Fantasy books by an author whose name I seem to remember as P. J. Salvatore.  The plots were good but the writing drove me crazy.

Nothing was ever 'dark'.  It was always 'negrescent'.  Nothing was ever pale.  It was 'etiolated'.  Although these books were supposed to set in medieval Europe, people were always eating potatoes, hot peppers and corn on the cob. 

R. A. Salvatore - I haven't read anything of his lately - but have a couple of books in the "to read pile" with that last name on them............

Sorry, definitely not R. A Salvatore.  If it IS him, he wrote a lot of books I've never heard of.  Typically his stories are set in a world that doesn't even exist, not medieval Europe.  He is (as far as I know) a Forgotten Realms fantasy author.

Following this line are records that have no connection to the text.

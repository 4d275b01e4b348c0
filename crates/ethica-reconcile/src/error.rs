use ethica_shared::LocalId;
use thiserror::Error;

use crate::optimistic::MutationState;

/// Misuse of the optimistic mutation ledger. The merge functions themselves
/// never fail.
#[derive(Error, Debug, PartialEq, Eq)]
pub enum ReconcileError {
    /// No mutation was registered under this local id.
    #[error("Unknown mutation: {0}")]
    UnknownMutation(LocalId),

    /// The mutation already left the pending state.
    #[error("Mutation {local_id} already settled as {state:?}")]
    AlreadySettled {
        local_id: LocalId,
        state: MutationState,
    },
}

/// Convenience alias used throughout the crate.
pub type Result<T> = std::result::Result<T, ReconcileError>;
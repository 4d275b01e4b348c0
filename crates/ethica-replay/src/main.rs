//! # ethica-replay
//!
//! Replays a recorded push-event log against an application snapshot and
//! prints the reconciled result.
//!
//! ```text
//! ethica-replay <snapshot.json> <events.ndjson>
//! ```
//!
//! Notices are written to the log; the final snapshot goes to stdout as
//! pretty JSON.

mod replay;

use std::path::PathBuf;

use anyhow::bail;
use ethica_client::bridge::{push_channel, run_push_loop};
use ethica_client::config::ClientConfig;
use ethica_client::events::LogNotices;
use ethica_client::state::{lock_session, Session, Viewer};
use ethica_shared::constants::APP_NAME;
use ethica_shared::Role;
use tracing::info;

#[tokio::main]
async fn main() -> anyhow::Result<()> {
    // -----------------------------------------------------------------------
    // 1. Initialize tracing (respects RUST_LOG env var)
    // -----------------------------------------------------------------------
    ethica_client::init_tracing("info,ethica_client=debug,ethica_reconcile=debug");

    info!("Starting {} replay v{}", APP_NAME, env!("CARGO_PKG_VERSION"));

    // -----------------------------------------------------------------------
    // 2. Load configuration and inputs
    // -----------------------------------------------------------------------
    let config = ClientConfig::from_env();
    info!(
        api_url = %config.api_url,
        push_buffer = config.push_buffer,
        "Loaded configuration"
    );

    let mut args = std::env::args().skip(1);
    let (Some(snapshot_path), Some(events_path)) = (args.next(), args.next()) else {
        bail!("usage: ethica-replay <snapshot.json> <events.ndjson>");
    };
    let snapshot_path = PathBuf::from(snapshot_path);
    let events_path = PathBuf::from(events_path);

    let application = replay::load_snapshot(&snapshot_path)?;
    let log = replay::read_events(&events_path)?;
    info!(
        application = %application.id,
        events = log.events.len(),
        skipped = log.skipped.len(),
        "Inputs loaded"
    );

    // -----------------------------------------------------------------------
    // 3. Replay through the push loop
    // -----------------------------------------------------------------------
    // Replays see every topic, so the viewer is a reviewer.
    let viewer = Viewer {
        user_id: application.user_id.clone(),
        display_name: "replay".to_string(),
        role: Role::Staff,
    };
    let state = Session::new(viewer, application, &config).into_shared();

    let (push_tx, push_rx) = push_channel(&config);
    let bridge = tokio::spawn(run_push_loop(state.clone(), LogNotices, push_rx));

    for envelope in log.events {
        push_tx.send(envelope).await?;
    }
    drop(push_tx);

    let processed = bridge.await?;

    // -----------------------------------------------------------------------
    // 4. Report
    // -----------------------------------------------------------------------
    let (snapshot, announced) = {
        let session = lock_session(&state)?;
        (session.snapshot(), session.list().len())
    };
    info!(
        processed,
        announced,
        statuses = snapshot.statuses.len(),
        pending = snapshot.pending_message_count(),
        "Replay finished"
    );

    println!("{}", serde_json::to_string_pretty(&*snapshot)?);
    Ok(())
}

Good - because I was looking forward to the R. A. Salvatore books and would have been throwing them at the wall if tomatoes & potatoes were being eaten in Europe in the Middle Ages.  I once tossed a book at the wall when a tumbleweed (aka Russian Thistle, an import to the southwestern USA in the 19th century) blew past the American Indian female character in what is now Arizona a few hundred years too early.

I had already suspended disbelief that her grandfather had been a lost Viking who'd wandered ever west after the last long boat left Vinland, leaving him and a very few other people behind.........I don't remember why he kept going west, might just have been a wanderer...................but that tumbleweed broke the whole thing as it was too danged much.

I have no memory of the rest of the book................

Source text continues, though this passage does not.